## Assigned task
Search the entries for the word "spellcastingEntry". Copy each line in which it is found.

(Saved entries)

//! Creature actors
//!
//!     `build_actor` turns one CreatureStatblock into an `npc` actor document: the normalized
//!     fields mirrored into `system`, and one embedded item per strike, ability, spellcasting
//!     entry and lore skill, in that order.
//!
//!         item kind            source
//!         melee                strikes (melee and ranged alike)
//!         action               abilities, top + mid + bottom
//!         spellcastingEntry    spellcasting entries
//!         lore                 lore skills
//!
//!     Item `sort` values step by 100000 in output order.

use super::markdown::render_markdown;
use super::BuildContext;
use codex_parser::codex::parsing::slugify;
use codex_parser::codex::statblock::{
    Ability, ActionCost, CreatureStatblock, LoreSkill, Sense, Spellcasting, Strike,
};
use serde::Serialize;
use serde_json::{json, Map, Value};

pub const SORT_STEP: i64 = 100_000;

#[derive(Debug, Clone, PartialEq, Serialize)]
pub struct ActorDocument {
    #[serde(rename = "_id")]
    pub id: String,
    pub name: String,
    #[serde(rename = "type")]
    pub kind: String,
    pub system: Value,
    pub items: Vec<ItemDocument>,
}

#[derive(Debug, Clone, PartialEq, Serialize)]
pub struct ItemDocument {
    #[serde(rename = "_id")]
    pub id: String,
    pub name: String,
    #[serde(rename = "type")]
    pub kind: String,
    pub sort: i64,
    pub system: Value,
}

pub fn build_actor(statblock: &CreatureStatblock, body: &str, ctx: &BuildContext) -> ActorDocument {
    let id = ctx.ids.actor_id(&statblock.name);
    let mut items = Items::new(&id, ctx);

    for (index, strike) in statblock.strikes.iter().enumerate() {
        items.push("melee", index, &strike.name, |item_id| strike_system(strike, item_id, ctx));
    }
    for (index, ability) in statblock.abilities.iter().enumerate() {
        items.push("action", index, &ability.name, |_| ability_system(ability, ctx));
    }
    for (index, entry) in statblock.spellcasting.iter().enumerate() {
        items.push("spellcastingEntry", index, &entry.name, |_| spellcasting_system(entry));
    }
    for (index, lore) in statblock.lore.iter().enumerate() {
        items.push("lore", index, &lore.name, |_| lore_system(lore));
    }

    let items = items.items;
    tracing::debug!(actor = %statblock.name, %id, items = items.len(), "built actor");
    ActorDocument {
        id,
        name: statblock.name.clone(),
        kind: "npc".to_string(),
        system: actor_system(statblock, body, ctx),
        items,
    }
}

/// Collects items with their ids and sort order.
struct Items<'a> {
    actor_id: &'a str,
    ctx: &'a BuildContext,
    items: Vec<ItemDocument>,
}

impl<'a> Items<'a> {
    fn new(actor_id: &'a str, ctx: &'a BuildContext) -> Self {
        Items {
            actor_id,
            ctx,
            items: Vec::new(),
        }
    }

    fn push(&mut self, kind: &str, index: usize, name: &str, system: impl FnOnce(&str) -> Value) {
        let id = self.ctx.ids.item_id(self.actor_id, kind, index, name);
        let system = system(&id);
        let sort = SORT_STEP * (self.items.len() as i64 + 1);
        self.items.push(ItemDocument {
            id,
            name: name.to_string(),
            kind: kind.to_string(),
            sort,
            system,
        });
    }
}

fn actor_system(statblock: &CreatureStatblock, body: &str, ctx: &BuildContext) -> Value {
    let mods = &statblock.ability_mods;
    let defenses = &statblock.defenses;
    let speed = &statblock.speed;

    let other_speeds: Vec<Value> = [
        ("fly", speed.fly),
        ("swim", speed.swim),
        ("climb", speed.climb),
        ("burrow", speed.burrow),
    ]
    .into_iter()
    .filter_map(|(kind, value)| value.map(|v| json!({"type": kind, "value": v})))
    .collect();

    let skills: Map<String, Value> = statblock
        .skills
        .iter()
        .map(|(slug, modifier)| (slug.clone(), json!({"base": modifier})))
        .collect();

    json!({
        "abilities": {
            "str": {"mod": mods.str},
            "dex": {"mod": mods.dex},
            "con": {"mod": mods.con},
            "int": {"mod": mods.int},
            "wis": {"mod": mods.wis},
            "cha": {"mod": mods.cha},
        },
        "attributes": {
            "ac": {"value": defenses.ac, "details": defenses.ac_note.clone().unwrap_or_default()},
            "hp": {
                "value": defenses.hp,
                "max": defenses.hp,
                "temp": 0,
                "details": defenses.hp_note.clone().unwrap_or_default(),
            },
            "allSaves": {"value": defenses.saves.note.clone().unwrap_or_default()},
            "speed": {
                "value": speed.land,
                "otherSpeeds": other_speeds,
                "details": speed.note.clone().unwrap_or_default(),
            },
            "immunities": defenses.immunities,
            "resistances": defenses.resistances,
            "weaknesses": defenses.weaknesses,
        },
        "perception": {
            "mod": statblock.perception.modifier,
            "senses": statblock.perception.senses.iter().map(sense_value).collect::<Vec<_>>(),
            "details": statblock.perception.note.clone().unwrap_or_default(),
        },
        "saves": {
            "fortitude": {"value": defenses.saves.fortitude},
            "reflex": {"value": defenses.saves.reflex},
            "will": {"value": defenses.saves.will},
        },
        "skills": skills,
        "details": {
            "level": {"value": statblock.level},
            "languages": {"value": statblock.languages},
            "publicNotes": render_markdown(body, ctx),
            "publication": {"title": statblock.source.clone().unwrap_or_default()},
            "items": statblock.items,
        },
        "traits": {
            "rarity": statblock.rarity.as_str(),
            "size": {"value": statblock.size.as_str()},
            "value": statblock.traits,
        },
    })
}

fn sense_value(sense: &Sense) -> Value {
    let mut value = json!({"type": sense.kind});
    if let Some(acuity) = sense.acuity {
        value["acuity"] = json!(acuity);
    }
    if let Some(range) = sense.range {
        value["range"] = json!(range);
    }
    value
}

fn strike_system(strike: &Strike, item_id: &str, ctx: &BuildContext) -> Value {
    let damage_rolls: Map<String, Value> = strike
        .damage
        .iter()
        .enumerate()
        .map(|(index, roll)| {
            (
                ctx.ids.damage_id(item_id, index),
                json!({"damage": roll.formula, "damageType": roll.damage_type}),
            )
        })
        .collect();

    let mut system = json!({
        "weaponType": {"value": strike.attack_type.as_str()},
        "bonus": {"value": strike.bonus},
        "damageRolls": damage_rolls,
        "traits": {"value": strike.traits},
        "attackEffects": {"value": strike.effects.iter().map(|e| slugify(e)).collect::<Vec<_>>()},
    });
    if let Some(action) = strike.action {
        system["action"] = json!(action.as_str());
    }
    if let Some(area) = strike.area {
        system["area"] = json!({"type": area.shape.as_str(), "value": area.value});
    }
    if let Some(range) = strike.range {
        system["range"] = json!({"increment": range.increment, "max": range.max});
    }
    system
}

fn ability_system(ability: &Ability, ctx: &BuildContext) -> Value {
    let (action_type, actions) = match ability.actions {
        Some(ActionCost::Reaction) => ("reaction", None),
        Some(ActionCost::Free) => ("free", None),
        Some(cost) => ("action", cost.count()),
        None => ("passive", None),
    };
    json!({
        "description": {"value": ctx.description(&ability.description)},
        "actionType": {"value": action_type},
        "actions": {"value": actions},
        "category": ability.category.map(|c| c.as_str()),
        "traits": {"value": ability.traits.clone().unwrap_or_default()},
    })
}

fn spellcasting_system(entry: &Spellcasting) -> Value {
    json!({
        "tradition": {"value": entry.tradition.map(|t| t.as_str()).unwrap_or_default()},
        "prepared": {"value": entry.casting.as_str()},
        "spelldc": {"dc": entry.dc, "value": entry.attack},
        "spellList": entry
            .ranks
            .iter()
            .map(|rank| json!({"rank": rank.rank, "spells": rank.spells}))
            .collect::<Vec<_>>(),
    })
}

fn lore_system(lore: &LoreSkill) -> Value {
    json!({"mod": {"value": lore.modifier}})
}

## Answer to this problem
//!         spellcastingEntry    spellcasting entries
        items.push("spellcastingEntry", index, &entry.name, |_| spellcasting_system(entry));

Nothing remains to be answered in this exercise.